Neurotoxicity of tetramethylammonium ion on larval and juvenile zebrafish: Effects on neurobehaviors and multiple biomarkers

Abstract

Tetramethylammonium hydroxide (TMAH) is an important compound that utilized and released by the rapidly expanding semiconductor industry, which could hardly be removed by the conventional wastewater treatment techniques. As a cholinergic agonist, the tetramethylammonium ion (TMA+) has been reported to induce toxicity to muscular and respiratory systems of mammals and human, however the toxicity on aquatic biota remains poorly known. We investigated the neurotoxic effects of TMA+ exposure on zebrafish, based on neurobehavior tests and a series of biomarkers. Significant inhibitions on the swimming distance of zebrafish larvae were observed when the exposure level exceeded 50 mg/L, and significant alterations on swimming path angles (straight and deflective movements) occurred even at 10 mg/L. The tested neurobehavioral endpoints of zebrafish larvae were significantly positively correlated with reactive oxygen species (ROS) and malondialdehyde (MDA), significantly negatively related with the activities of antioxidant enzymes, but not significantly correlated with the level of acetylcholinesterase (AChE).
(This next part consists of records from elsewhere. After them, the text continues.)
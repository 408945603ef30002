use crate::address::TxHash;
use crate::error::{Error, WalletError};

/// Single-slot transfer state: at most one transfer is in flight.
#[derive(Debug, Clone, Default, PartialEq)]
pub struct TransactionState {
    in_flight: bool,
    pending_hash: Option<TxHash>,
    last_error: Option<WalletError>,
}

/// How a transfer attempt ended.
#[derive(Debug, Clone, PartialEq)]
pub enum TransferOutcome {
    /// Included with a success status.
    Confirmed(TxHash),
    /// The user declined the wallet prompt. Nothing is surfaced.
    Rejected,
    /// RPC failure or revert; stored as the transaction error.
    Failed(WalletError),
}

impl TransactionState {
    pub fn pending_hash(&self) -> Option<TxHash> {
        self.pending_hash
    }

    pub fn last_error(&self) -> Option<&WalletError> {
        self.last_error.as_ref()
    }

    /// Claim the slot for a new attempt, clearing the previous error.
    pub(crate) fn begin(&mut self) -> Result<(), Error> {
        if self.in_flight {
            return Err(Error::TransferInFlight);
        }
        self.in_flight = true;
        self.last_error = None;
        Ok(())
    }

    pub(crate) fn submitted(&mut self, hash: TxHash) {
        self.pending_hash = Some(hash);
    }

    /// Store a reportable failure. Rejections are never stored.
    pub(crate) fn fail(&mut self, error: WalletError) {
        if !error.is_rejection() {
            self.last_error = Some(error);
        }
    }

    /// Release the slot. Runs after every attempt whatever its outcome.
    pub(crate) fn finish(&mut self) {
        self.pending_hash = None;
        self.in_flight = false;
    }

    pub fn dismiss_error(&mut self) {
        self.last_error = None;
    }
}

#[cfg(test)]
mod tests {
    use super::*;

    #[test]
    fn test_single_slot() {
        let mut state = TransactionState::default();
        state.begin().unwrap();
        assert!(matches!(state.begin(), Err(Error::TransferInFlight)));

        state.submitted(TxHash::new([1; 32]));
        assert_eq!(state.pending_hash(), Some(TxHash::new([1; 32])));

        state.finish();
        assert_eq!(state.pending_hash(), None);
        state.begin().unwrap();
    }

    #[test]
    fn test_begin_clears_previous_error() {
        let mut state = TransactionState::default();
        state.begin().unwrap();
        state.fail(WalletError::Reverted {
            hash: TxHash::new([2; 32]),
        });
        state.finish();
        assert!(state.last_error().is_some());

        state.begin().unwrap();
        assert!(state.last_error().is_none());
    }

    #[test]
    fn test_rejection_not_stored() {
        let mut state = TransactionState::default();
        state.begin().unwrap();
        state.fail(WalletError::Rejected);
        state.finish();
        assert_eq!(state, TransactionState::default());
    }
}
Such relationship indicates that the observed neurotoxic effects on swimming behavior of zebrafish larvae is mainly driven by oxidative stress, rather than the alterations of neurotransmitter. At the highest exposure concentration (200 mg/L), TMA+ evoked more severe toxicity on zebrafish juveniles, showing significantly stronger elevation on the MDA activity, and greater inhibitions on the activities of antioxidant enzymes and AChE, suggesting juveniles were more susceptible to TMA+ exposure than larval zebrafish.